## Records for this exercise
▬▬▬
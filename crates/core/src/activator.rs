//! Endpoint Activator: asks every registered definition, in order, to attach
//! its routes to the built web application.

use crate::error::RouteAttachError;
use crate::registrar::EndpointRegistry;
use crate::util::panic_message;
use portico_api::WebApplication;
use std::panic::{AssertUnwindSafe, catch_unwind};
use tracing::Span;

pub struct EndpointActivator {
    span: Span,
}

impl Default for EndpointActivator {
    fn default() -> Self {
        Self::new()
    }
}

impl EndpointActivator {
    pub fn new() -> Self {
        Self { span: Span::none() }
    }

    pub fn with_span(mut self, span: Span) -> Self {
        self.span = span;
        self
    }

    /// Attach the routes of every published definition. Returns how many
    /// definitions were activated. The first failure aborts startup.
    pub fn activate(&self, app: &mut WebApplication) -> Result<usize, RouteAttachError> {
        let _enter = self.span.enter();
        let registry = app
            .services()
            .get::<EndpointRegistry>()
            .ok_or(RouteAttachError::RegistryMissing)?;
        if !registry.begin_activation() {
            return Err(RouteAttachError::AlreadyActivated);
        }

        let environment = app.environment().clone();
        for registered in registry.iter() {
            let before = app.routes().len();
            app.set_route_owner(Some(registered.name()));
            let result = catch_unwind(AssertUnwindSafe(|| {
                registered.definition().define_endpoints(app, &environment)
            }));
            app.set_route_owner(None);

            match result {
                Ok(Ok(())) => {
                    tracing::debug!(
                        "{} attached {} route(s)",
                        registered.name(),
                        app.routes().len() - before
                    );
                }
                Ok(Err(source)) => {
                    tracing::error!("{} failed to define endpoints: {}", registered.name(), source);
                    return Err(RouteAttachError::Failed {
                        definition: registered.name().to_string(),
                        source,
                    });
                }
                Err(payload) => {
                    let message = panic_message(payload.as_ref());
                    tracing::error!("{} panicked while defining endpoints: {}", registered.name(), message);
                    return Err(RouteAttachError::Panicked {
                        definition: registered.name().to_string(),
                        message,
                    });
                }
            }
        }

        tracing::info!(
            "Activated {} endpoint definition(s), {} route(s) attached",
            registry.len(),
            app.routes().len()
        );
        Ok(registry.len())
    }
}

/// Attach the routes of every published definition to `app`.
pub fn use_endpoint_definitions(app: &mut WebApplication) -> Result<usize, RouteAttachError> {
    EndpointActivator::new().activate(app)
}

#[cfg(test)]
mod tests {
    use super::*;
    use crate::module::{EntryPoint, ModuleHandle};
    use crate::registrar::ServiceRegistrar;
    use crate::scan::CapabilityScanner;
    use portico_api::{
        EnvironmentName, HostEnvironment, ServiceCollection, ServiceResult, WebApplication,
    };
    use portico_plugin::{
        BoxError, EndpointDefinition, ExportedType, FromServices, ModuleDeclaration,
    };

    struct First;
    struct Second;
    struct Broken;
    struct Conflicting;

    impl EndpointDefinition for First {
        fn define_endpoints(
            &self,
            app: &mut WebApplication,
            _env: &HostEnvironment,
        ) -> Result<(), BoxError> {
            app.map_get("/first", || async { "first" });
            Ok(())
        }
    }

    impl EndpointDefinition for Second {
        fn define_endpoints(
            &self,
            app: &mut WebApplication,
            env: &HostEnvironment,
        ) -> Result<(), BoxError> {
            app.map_get("/second", || async { "second" });
            if env.is_development() {
                app.map_get("/second/debug", || async { "debug" });
            }
            Ok(())
        }
    }

    impl EndpointDefinition for Broken {
        fn define_endpoints(
            &self,
            _app: &mut WebApplication,
            _env: &HostEnvironment,
        ) -> Result<(), BoxError> {
            Err("route table refused".into())
        }
    }

    impl EndpointDefinition for Conflicting {
        fn define_endpoints(
            &self,
            app: &mut WebApplication,
            _env: &HostEnvironment,
        ) -> Result<(), BoxError> {
            app.map_get("/first", || async { "again" });
            Ok(())
        }
    }

    macro_rules! unit_from_services {
        ($($ty:ident),*) => {
            $(impl FromServices for $ty {
                fn from_services(_services: &ServiceCollection) -> ServiceResult<Self> {
                    Ok($ty)
                }
            })*
        };
    }
    unit_from_services!(First, Second, Broken, Conflicting);

    const ORDERED: &[ExportedType] = &[
        ExportedType::marker("Program"),
        ExportedType::definition::<First>("First"),
        ExportedType::definition::<Second>("Second"),
    ];
    const FAILING: &[ExportedType] = &[
        ExportedType::marker("Program"),
        ExportedType::definition::<First>("First"),
        ExportedType::definition::<Broken>("Broken"),
        ExportedType::definition::<Second>("Second"),
    ];
    const CONFLICTING: &[ExportedType] = &[
        ExportedType::marker("Program"),
        ExportedType::definition::<First>("First"),
        ExportedType::definition::<Conflicting>("Conflicting"),
    ];
    static ORDERED_MODULE: ModuleDeclaration = ModuleDeclaration::new("ordered", ORDERED);
    static FAILING_MODULE: ModuleDeclaration = ModuleDeclaration::new("failing", FAILING);
    static CONFLICTING_MODULE: ModuleDeclaration =
        ModuleDeclaration::new("conflicting", CONFLICTING);

    fn application(declaration: &'static ModuleDeclaration, env: EnvironmentName) -> WebApplication {
        let handle = ModuleHandle::from_static(declaration.module_name, declaration).unwrap();
        let definitions = CapabilityScanner::new().scan(&[EntryPoint::new(handle).unwrap()]);
        let mut services = ServiceCollection::new();
        ServiceRegistrar::new()
            .register(&mut services, &definitions)
            .unwrap();
        WebApplication::new(services.build(), HostEnvironment::new("test", env, "."))
    }

    #[test]
    fn test_routes_attached_in_registry_order_with_owner() {
        let mut app = application(&ORDERED_MODULE, EnvironmentName::Development);
        assert_eq!(use_endpoint_definitions(&mut app).unwrap(), 2);

        let routes: Vec<_> = app
            .routes()
            .iter()
            .map(|r| (r.path.as_str(), r.owner.as_deref()))
            .collect();
        assert_eq!(
            routes,
            vec![
                ("/first", Some("First")),
                ("/second", Some("Second")),
                ("/second/debug", Some("Second")),
            ]
        );
    }

    #[test]
    fn test_environment_is_passed_through() {
        let mut app = application(&ORDERED_MODULE, EnvironmentName::Production);
        use_endpoint_definitions(&mut app).unwrap();
        assert!(app.routes().iter().all(|r| r.path != "/second/debug"));
    }

    #[test]
    fn test_failure_stops_activation() {
        let mut app = application(&FAILING_MODULE, EnvironmentName::Production);
        let err = use_endpoint_definitions(&mut app).unwrap_err();
        assert!(matches!(
            &err,
            RouteAttachError::Failed { definition, .. } if definition == "Broken"
        ));
        assert_eq!(app.routes().len(), 1);
    }

    #[test]
    fn test_conflicting_route_panic_is_reported() {
        let mut app = application(&CONFLICTING_MODULE, EnvironmentName::Production);
        let err = use_endpoint_definitions(&mut app).unwrap_err();
        assert!(matches!(
            err,
            RouteAttachError::Panicked { definition, .. } if definition == "Conflicting"
        ));
    }

    #[test]
    fn test_activation_happens_once() {
        let mut app = application(&ORDERED_MODULE, EnvironmentName::Production);
        use_endpoint_definitions(&mut app).unwrap();
        let err = use_endpoint_definitions(&mut app).unwrap_err();
        assert!(matches!(err, RouteAttachError::AlreadyActivated));
        assert_eq!(app.routes().len(), 2);
    }

    #[test]
    fn test_missing_registry() {
        let services = ServiceCollection::new().build();
        let mut app = WebApplication::new(
            services,
            HostEnvironment::new("test", EnvironmentName::Production, "."),
        );
        assert!(matches!(
            use_endpoint_definitions(&mut app),
            Err(RouteAttachError::RegistryMissing)
        ));
    }
}
use std::path::Path;

/// Which files count as plugin modules, by extension (ASCII case-insensitive).
#[derive(Debug, Clone, PartialEq, Eq)]
pub struct ModuleFilter {
    extensions: Vec<String>,
}

impl ModuleFilter {
    pub fn new<I, S>(extensions: I) -> Self
    where
        I: IntoIterator<Item = S>,
        S: AsRef<str>,
    {
        let extensions = extensions
            .into_iter()
            .map(|ext| ext.as_ref().trim().trim_start_matches('.').to_ascii_lowercase())
            .filter(|ext| !ext.is_empty())
            .collect();
        Self { extensions }
    }

    /// The dynamic library extension of the target platform (`so`, `dylib`, `dll`).
    pub fn platform_default() -> Self {
        Self::new([std::env::consts::DLL_EXTENSION])
    }

    pub fn extensions(&self) -> &[String] {
        &self.extensions
    }

    pub fn accepts(&self, path: &Path) -> bool {
        path.extension()
            .and_then(|ext| ext.to_str())
            .is_some_and(|ext| {
                self.extensions
                    .iter()
                    .any(|known| known.eq_ignore_ascii_case(ext))
            })
    }
}

impl Default for ModuleFilter {
    fn default() -> Self {
        Self::platform_default()
    }
}
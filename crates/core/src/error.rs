use portico_api::ServiceError;
use portico_plugin::BoxError;
use std::path::PathBuf;
use thiserror::Error;

#[derive(Error, Debug)]
pub enum ConfigurationError {
    #[error("PluginPath configuration is missing")]
    MissingPluginPath,
    #[error("PluginPath configuration is not a valid directory: {}", .0.display())]
    PluginRootNotFound(PathBuf),
    #[error("Invalid value for {key}: {value}")]
    InvalidValue { key: &'static str, value: String },
    #[error("Failed to read configuration file {}: {source}", .path.display())]
    Read {
        path: PathBuf,
        #[source]
        source: std::io::Error,
    },
    #[error("Failed to parse configuration file {}: {source}", .path.display())]
    Parse {
        path: PathBuf,
        #[source]
        source: serde_json::Error,
    },
}

#[derive(Error, Debug)]
pub enum ExtractionError {
    #[error("Failed to list packages in {}: {source}", .path.display())]
    List {
        path: PathBuf,
        #[source]
        source: std::io::Error,
    },
    #[error("Failed to read package archive {}: {source}", .archive.display())]
    Archive {
        archive: PathBuf,
        #[source]
        source: zip::result::ZipError,
    },
    #[error("Failed to extract {entry} from {}: {source}", .archive.display())]
    Io {
        archive: PathBuf,
        entry: String,
        #[source]
        source: std::io::Error,
    },
    #[error("{} holds more than one payload file named {file_name}", .archive.display())]
    DuplicateFileName { archive: PathBuf, file_name: String },
}

#[derive(Error, Debug)]
pub enum ModuleLoadError {
    #[error("Failed to open module {}: {source}", .path.display())]
    Open {
        path: PathBuf,
        #[source]
        source: libloading::Error,
    },
    #[error("Module {} was built against {found}, host expects {expected}", .path.display())]
    Incompatible {
        path: PathBuf,
        found: String,
        expected: String,
    },
    #[error("Invalid catalog entry {}: {reason}", .path.display())]
    InvalidCatalogEntry { path: PathBuf, reason: String },
    #[error("Catalog entry {} names unknown module {name}", .path.display())]
    UnknownCatalogModule { path: PathBuf, name: String },
    #[error("Failed to read module {}: {source}", .path.display())]
    Io {
        path: PathBuf,
        #[source]
        source: std::io::Error,
    },
}

#[derive(Error, Debug)]
pub enum ActivationError {
    #[error("Cannot construct {definition}: {source}")]
    MissingDependency {
        definition: String,
        #[source]
        source: ServiceError,
    },
    #[error("Cannot construct {definition}: {source}")]
    Construct {
        definition: String,
        #[source]
        source: ServiceError,
    },
    #[error("{definition} does not implement the endpoint definition capability")]
    NotCapable { definition: String },
    #[error("{definition} failed to define services: {source}")]
    DefineServices {
        definition: String,
        #[source]
        source: BoxError,
    },
    #[error("{definition} panicked during {phase}: {message}")]
    Panicked {
        definition: String,
        phase: &'static str,
        message: String,
    },
    #[error("Endpoint definition registry has already been published")]
    AlreadyPublished,
}

#[derive(Error, Debug)]
pub enum RouteAttachError {
    #[error("No endpoint definition registry was published")]
    RegistryMissing,
    #[error("Endpoints have already been attached from this registry")]
    AlreadyActivated,
    #[error("{definition} failed to define endpoints: {source}")]
    Failed {
        definition: String,
        #[source]
        source: BoxError,
    },
    #[error("{definition} panicked while defining endpoints: {message}")]
    Panicked { definition: String, message: String },
}

#[derive(Error, Debug)]
pub enum PorticoError {
    #[error(transparent)]
    Configuration(#[from] ConfigurationError),
    #[error(transparent)]
    Extraction(#[from] ExtractionError),
    #[error(transparent)]
    ModuleLoad(#[from] ModuleLoadError),
    #[error(transparent)]
    Activation(#[from] ActivationError),
    #[error(transparent)]
    RouteAttach(#[from] RouteAttachError),
    #[error("Worker pool error: {0}")]
    WorkerPool(String),
    #[error("I/O error: {0}")]
    Io(#[from] std::io::Error),
}

pub type Result<T> = std::result::Result<T, PorticoError>;
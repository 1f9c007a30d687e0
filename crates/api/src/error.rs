#[derive(Debug, Clone, PartialEq, Eq, thiserror::Error)]
pub enum ServiceError {
    #[error("Service not registered: {service}")]
    Missing { service: &'static str },
    #[error("Invalid service configuration: {0}")]
    Invalid(String),
}

impl ServiceError {
    pub fn missing<T: ?Sized>() -> Self {
        ServiceError::Missing {
            service: std::any::type_name::<T>(),
        }
    }
}

pub type ServiceResult<T> = std::result::Result<T, ServiceError>;
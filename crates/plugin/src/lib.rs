//! Contract between the Portico host and its plugin modules.
//!
//! A plugin module is a crate compiled as a `cdylib` that depends on this
//! crate, implements [`EndpointDefinition`] (plus [`FromServices`]) for each
//! unit of routes it contributes, and lists them with [`export_module!`].

use portico_api::{HostEnvironment, ServiceCollection, ServiceResult, WebApplication};

pub mod declaration;
mod macros;

pub use declaration::{
    ActivateFn, CONTRACT_VERSION, DECLARATION_SYMBOL, ENTRY_MARKER, ExportedType, FingerprintFn,
    ModuleDeclaration, RUSTC_VERSION, TypeKind, build_fingerprint,
};

pub use portico_api;
pub use portico_api::axum;

pub type BoxError = Box<dyn std::error::Error + Send + Sync>;

/// A plugin-supplied unit that first registers services, then attaches routes.
pub trait EndpointDefinition: Send + Sync {
    /// Called once while the service registry is being configured.
    fn define_services(&self, _services: &mut ServiceCollection) -> Result<(), BoxError> {
        Ok(())
    }

    /// Called once after the web application is built, before it serves.
    fn define_endpoints(
        &self,
        app: &mut WebApplication,
        env: &HostEnvironment,
    ) -> Result<(), BoxError>;
}

/// Constructor injection: build an instance from services already registered.
pub trait FromServices: Sized {
    fn from_services(services: &ServiceCollection) -> ServiceResult<Self>;
}
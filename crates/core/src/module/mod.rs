//! Module Loader: opens module files in isolation and keeps the ones that
//! expose the entry marker.

mod backend;
mod filter;
mod handle;
mod loader;

pub use backend::{CATALOG_PREFIX, CatalogBackend, DylibBackend, ModuleBackend};
pub use filter::ModuleFilter;
pub use handle::ModuleHandle;
pub use loader::{EntryPoint, LoadReport, ModuleFailure, ModuleLoader, default_parallelism};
▬▬▬
## Assigned task
Locate all lines in the listing above with the word "phase" and copy them.

## Answer for the task
    #[error("{definition} panicked during {phase}: {message}")]
        phase: &'static str,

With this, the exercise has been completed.